L’idea fondamentale del libro di Ceva è che invece per la giustizia procedurale ci sia un lavoro normativo importante da fare proprio al livello della gestione dei conflitti, un lavoro che non è immediatamente finalizzato a trovare una loro soluzione giusta o corretta, ma a creare le condizioni preliminari perché ciò avvenga, o in ogni caso a uscire dalla situazione di stallo o di scontro violento in cui si trovano le parti coinvolte.
E’ importante sottolineare che questa opera di mediazione della giustizia procedurale è tanto più rilevante in quanto, nella proposta di Ceva, ha ad oggetto conflitti radicali, ossia conflitti fra parti che non sono ragionevoli e non sono già predisposte all’ascolto e al confronto delle ragioni. Molto pensiero liberale ha prodotto teorie della giustizia che si occupano del pluralismo dei valori esistente nelle nostre società solo nella misura in cui si tratta di un pluralismo ragionevole. Ovviamente queste discussioni sono importanti, ma rimane il fatto che gran parte dei conflitti esistenti non vedono coinvolti attori e concezioni che sono ragionevoli e una teoria della giustizia dovrebbe assumersi anche il compito di pensare ai modi in cui questi conflitti vanno trattati. Un’opzione alla quale si può essere tentati, di fronte a questa esigenza, è quella di ricadere in forme neo-hobbesiane di legittimazione delle decisioni e delle istituzioni politiche, nelle quali il superamento del conflitto radicale avviene attraverso l’appello alla ragione strategica delle parti. Seguendo un filone importante di critiche a questo modello, Ceva rifiuta questa soluzione perché rischia di lasciare i conflitti esattamente come sono e pronti a riesplodere alla prima occasione. Piuttosto, ciò che deve essere ricercato è una concezione della giustizia procedurale che, pur essendo in grado di essere giustificabile e accettabile anche agli occhi di chi non è ragionevole, riposi su presupposti normativi solidi e sia in grado di traghettare le parti verso forme di dialogo e di mediazione genuine.

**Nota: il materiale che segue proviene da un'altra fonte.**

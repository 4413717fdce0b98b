//! Formatting utilities for CLI output.
//!
//! Provides styled headers and a compact one-line rendering of structural
//! models for terminal display.

use crate::services::{Shape, ShapeType};

/// ANSI color codes for terminal output
pub struct Colors;

impl Colors {
    /// Reset all formatting
    pub const RESET: &'static str = "\x1b[0m";
    /// Bold text
    pub const BOLD: &'static str = "\x1b[1m";
    /// Dim text
    pub const DIM: &'static str = "\x1b[2m";
    /// Red color
    pub const RED: &'static str = "\x1b[31m";
    /// Green color
    pub const GREEN: &'static str = "\x1b[32m";
    /// Blue color
    pub const BLUE: &'static str = "\x1b[34m";
}

/// Formats command names with styling
pub fn format_command(text: &str) -> String {
    format!("{}{}{}{}", Colors::BOLD, Colors::GREEN, text, Colors::RESET)
}

/// Formats service names with styling
pub fn format_service(text: &str) -> String {
    format!("{}{}{}{}", Colors::BOLD, Colors::BLUE, text, Colors::RESET)
}

/// Formats descriptions with muted styling
pub fn format_description(text: &str) -> String {
    format!("{}{}{}", Colors::DIM, text, Colors::RESET)
}

/// Formats error messages with red styling
pub fn format_error(text: &str) -> String {
    format!("{}{}{}{}", Colors::BOLD, Colors::RED, text, Colors::RESET)
}

/// Renders a structural model as a compact one-line summary.
///
/// Scalars print their type name, enumerated strings list their values,
/// containers show their element types and structures show their member
/// count rather than full contents.
///
/// # Examples
///
/// ```
/// use argscope::cli::formatting::format_shape;
/// use argscope::services::{Shape, ShapeType};
///
/// let shape = Shape::new(ShapeType::List).with_list_member(Shape::new(ShapeType::String));
/// assert_eq!(format_shape(&shape), "list<string>");
/// ```
pub fn format_shape(shape: &Shape) -> String {
    let inner = |member: &Option<Box<Shape>>| {
        member
            .as_deref()
            .map_or_else(|| "?".to_string(), format_shape)
    };

    match shape.shape_type {
        ShapeType::Structure => format!("structure{{{}}}", shape.members.len()),
        ShapeType::List => format!("list<{}>", inner(&shape.member)),
        ShapeType::Map => format!("map<{}, {}>", inner(&shape.key), inner(&shape.value)),
        ShapeType::String if !shape.enum_values.is_empty() => {
            format!("string({})", shape.enum_values.join("|"))
        }
        ShapeType::String => "string".to_string(),
        ShapeType::Integer => "integer".to_string(),
        ShapeType::Long => "long".to_string(),
        ShapeType::Boolean => "boolean".to_string(),
        ShapeType::Double => "double".to_string(),
        ShapeType::Float => "float".to_string(),
        ShapeType::Timestamp => "timestamp".to_string(),
        ShapeType::Blob => "blob".to_string(),
    }
}
use std::{collections::HashMap, fs, path::Path, sync::Arc};

use tracing::{debug, info, instrument};

use super::{ProviderError, ServiceModel, ServiceModelProvider};

/// In-memory collection of service descriptions.
///
/// Descriptions are loaded up front and never change afterwards, so lookups
/// need no locking.
#[derive(Debug, Default, Clone)]
pub struct ServiceCatalog {
    services: HashMap<String, Arc<ServiceModel>>,
}

impl ServiceCatalog {
    /// Creates an empty catalog.
    pub fn new() -> Self {
        Self::default()
    }

    /// Registers a description under its `service_name`, replacing any
    /// previous one.
    pub fn insert(&mut self, model: ServiceModel) {
        self.services
            .insert(model.service_name.clone(), Arc::new(model));
    }

    /// Loads every `*.json` file in `dir`, using the file stem as the
    /// service name.
    ///
    /// # Errors
    ///
    /// Returns `ProviderError::Load` if the directory or a file cannot be
    /// read, and `ProviderError::Parse` if a file is not a valid description.
    #[instrument]
    pub fn load_dir(dir: &Path) -> Result<Self, ProviderError> {
        let load_error = |e: std::io::Error, path: &Path| ProviderError::Load {
            path: path.to_path_buf(),
            details: e.to_string(),
        };

        let mut catalog = Self::new();
        let entries = fs::read_dir(dir).map_err(|e| load_error(e, dir))?;

        for entry in entries {
            let path = entry.map_err(|e| load_error(e, dir))?.path();
            if path.extension().is_none_or(|ext| ext != "json") {
                continue;
            }

            let Some(service_name) = path.file_stem().and_then(|stem| stem.to_str()) else {
                continue;
            };

            debug!("Loading service description {}", path.display());
            let content = fs::read_to_string(&path).map_err(|e| load_error(e, &path))?;
            let model = ServiceModel::from_json_str(service_name, &content).map_err(|e| {
                match e {
                    ProviderError::Parse { details, .. } => ProviderError::Parse {
                        location: path.to_string_lossy().to_string(),
                        details,
                    },
                    other => other,
                }
            })?;

            catalog.insert(model);
        }

        info!("Loaded {} service descriptions", catalog.services.len());
        Ok(catalog)
    }

    /// Returns all registered service names, sorted.
    pub fn service_names(&self) -> Vec<String> {
        let mut names: Vec<String> = self.services.keys().cloned().collect();
        names.sort();
        names
    }
}

impl ServiceModelProvider for ServiceCatalog {
    fn get_service_model(&self, service_name: &str) -> Result<Arc<ServiceModel>, ProviderError> {
        self.services
            .get(service_name)
            .cloned()
            .ok_or_else(|| ProviderError::UnknownService {
                service_name: service_name.to_string(),
            })
    }
}
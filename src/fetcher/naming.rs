//! Translation between command-table names and service-side names.

/// Command-table names whose service description is published under a
/// different name.
pub const SERVICE_NAME_OVERRIDES: &[(&str, &str)] = &[("s3api", "s3")];

/// Returns the service name used by the metadata provider for a
/// command-table `token`.
pub fn service_name_for(token: &str) -> &str {
    SERVICE_NAME_OVERRIDES
        .iter()
        .find(|(command, _)| *command == token)
        .map_or(token, |&(_, service)| service)
}

/// Converts a dashed command name into its operation name.
///
/// Each `-` separated segment gets an upper-case first character and
/// lower-case remainder: `list-objects` becomes `ListObjects`.
pub fn operation_name_for(command_token: &str) -> String {
    command_token.split('-').map(capitalize).collect()
}

fn capitalize(segment: &str) -> String {
    let mut chars = segment.chars();
    match chars.next() {
        Some(first) => first
            .to_uppercase()
            .chain(chars.flat_map(char::to_lowercase))
            .collect(),
        None => String::new(),
    }
}
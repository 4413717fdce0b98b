use std::sync::LazyLock;

use regex::Regex;

#[allow(clippy::expect_used)]
static HTML_TAG: LazyLock<Regex> =
    LazyLock::new(|| Regex::new(r"<[^>]*>").expect("static pattern is valid"));

/// Removes HTML tags from documentation text, keeping their content.
pub fn strip_html_tags(text: &str) -> String {
    HTML_TAG.replace_all(text, "").into_owned()
}

/// Returns the first non-empty line of `text`, trimmed.
pub fn first_line(text: &str) -> &str {
    text.lines()
        .map(str::trim)
        .find(|line| !line.is_empty())
        .unwrap_or_default()
}
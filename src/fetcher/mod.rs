//! Completion metadata lookups driven by a command lineage.
//!
//! [`MetadataFetcher`] answers the questions an interactive prompt asks
//! while the user types: which operation does this command invoke, what
//! shape does this argument accept, and what documentation belongs to it.
//! Tree traversal lives in [`LineageResolver`] and name mapping in
//! [`naming`].

mod lineage;
pub mod naming;


pub use lineage::LineageResolver;

use std::sync::Arc;

use tracing::{debug, instrument};

use crate::{
    ArgscopeError, Result,
    registry::{ArgumentDescriptor, CommandRegistry},
    services::{OperationModel, ProviderError, Shape, ServiceModelProvider},
};

/// Read-only façade over the command registry and service descriptions.
///
/// Every query walks the registry again from the root; nothing is cached.
pub struct MetadataFetcher {
    registry: Arc<CommandRegistry>,
    provider: Arc<dyn ServiceModelProvider>,
}

impl MetadataFetcher {
    /// Creates a fetcher over a fully built registry and provider.
    pub fn new(registry: Arc<CommandRegistry>, provider: Arc<dyn ServiceModelProvider>) -> Self {
        Self { registry, provider }
    }

    /// Returns the service operation invoked by `current_command`.
    ///
    /// Only attempted when a command is given and the lineage contains a
    /// service-level token after the root. The operation name is always
    /// derived from `current_command`; `_operation` is accepted for callers
    /// that already hold a guess and is ignored.
    ///
    /// Any provider failure yields `None`.
    #[instrument(skip(self, lineage, _operation))]
    pub fn get_operation_model<S: AsRef<str>>(
        &self,
        lineage: &[S],
        current_command: Option<&str>,
        _operation: Option<&str>,
    ) -> Option<OperationModel> {
        let current_command = current_command.filter(|command| !command.is_empty())?;
        if lineage.len() <= 1 {
            return None;
        }

        match self.lookup_operation(lineage[1].as_ref(), current_command) {
            Ok(operation) => Some(operation),
            Err(e) => {
                debug!("No operation model available: {e}");
                None
            }
        }
    }

    fn lookup_operation(
        &self,
        service_token: &str,
        current_command: &str,
    ) -> std::result::Result<OperationModel, ProviderError> {
        let service_name = naming::service_name_for(service_token);
        let service_model = self.provider.get_service_model(service_name)?;
        let operation_name = naming::operation_name_for(current_command);

        service_model.operation_model(&operation_name).cloned()
    }

    /// Returns the structural model of `arg_name` on `current_command`.
    ///
    /// # Errors
    ///
    /// Returns `ArgscopeError::SubcommandNotFound` if the lineage does not
    /// exist in the registry.
    pub fn get_argument_model<S: AsRef<str>>(
        &self,
        lineage: &[S],
        current_command: Option<&str>,
        arg_name: &str,
    ) -> Result<Option<&Shape>> {
        let argument = self.get_argument(lineage, current_command, arg_name)?;

        Ok(argument.and_then(ArgumentDescriptor::argument_model))
    }

    /// Returns the documentation of `arg_name`, or an empty string when the
    /// argument or its documentation is missing.
    ///
    /// # Errors
    ///
    /// Returns `ArgscopeError::SubcommandNotFound` if the lineage does not
    /// exist in the registry.
    pub fn get_argument_documentation<S: AsRef<str>>(
        &self,
        lineage: &[S],
        current_command: Option<&str>,
        arg_name: &str,
    ) -> Result<String> {
        let argument = self.get_argument(lineage, current_command, arg_name)?;

        Ok(argument
            .and_then(ArgumentDescriptor::documentation)
            .unwrap_or_default()
            .to_string())
    }

    /// Returns the documentation of a global argument.
    ///
    /// # Errors
    ///
    /// Returns `ArgscopeError::GlobalArgNotFound` if `arg_name` is not a
    /// global argument.
    pub fn get_global_arg_documentation(&self, arg_name: &str) -> Result<String> {
        let argument = self.registry.arg_table().get(arg_name).ok_or_else(|| {
            ArgscopeError::GlobalArgNotFound {
                name: arg_name.to_string(),
            }
        })?;

        Ok(argument.documentation().unwrap_or_default().to_string())
    }

    /// Returns the valid values of a global argument.
    ///
    /// `None` both for unknown names and for arguments that are not
    /// enumerated.
    pub fn get_global_arg_choices(&self, arg_name: &str) -> Option<&[String]> {
        self.registry
            .arg_table()
            .get(arg_name)
            .and_then(ArgumentDescriptor::choices)
    }

    fn get_argument<S: AsRef<str>>(
        &self,
        lineage: &[S],
        current_command: Option<&str>,
        arg_name: &str,
    ) -> Result<Option<&ArgumentDescriptor>> {
        LineageResolver::new(&self.registry).resolve_argument(lineage, current_command, arg_name)
    }
}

Queste riflessioni sulla natura e il ruolo della giustizia procedurale vengono suffragate, nella terza parte del libro, dallo sforzo di definizione di un criterio procedurale che effettivamente possa diventare operativo nella gestione dei conflitti di valori. Tale criterio è ripreso da una nota proposta di Stuart Hampshire, il quale ha suggerito che questa funzione possa essere svolta dal principio dell’audi alteram partem. Ceva apporta a questa proposta un’importante modifica, relativa alla sua giustificazione. Mentre Hampshire sembra far riposare le ragioni dell’adozione di tale criterio procedurale sulla semplice constatazione del fatto che esso è adottato in molte culture e contesti diversi, Ceva propone di fondare tale criterio su un principio minimale di eguaglianza più profondo e passibile di essere giustificato alle parti del conflitto, compresi gli irragionevoli, ossia coloro che non sono già ben disposti nei confronti delle ragioni delle altre parti. L’idea fondamentale, qui, è che dare a ciascuno la possibilità di essere ascoltato sia l’unico modo per far sì che venga soddisfatto il desiderio – che ciascuna parte ha – di essere ascoltata; dunque, anche coloro che non riconoscono le altre parti come moralmente eguali o egualmente autorevoli (questo riconoscimento sarebbe molto più carico, dal punto di vista normativo e valoriale, di quello che una teoria procedurale che abbia a che fare con conflitti radicali può concedere), possono accettare tale principio semplicemente sulla base della necessità di partecipare a un processo di consultazione in cui la propria voce è ascoltata.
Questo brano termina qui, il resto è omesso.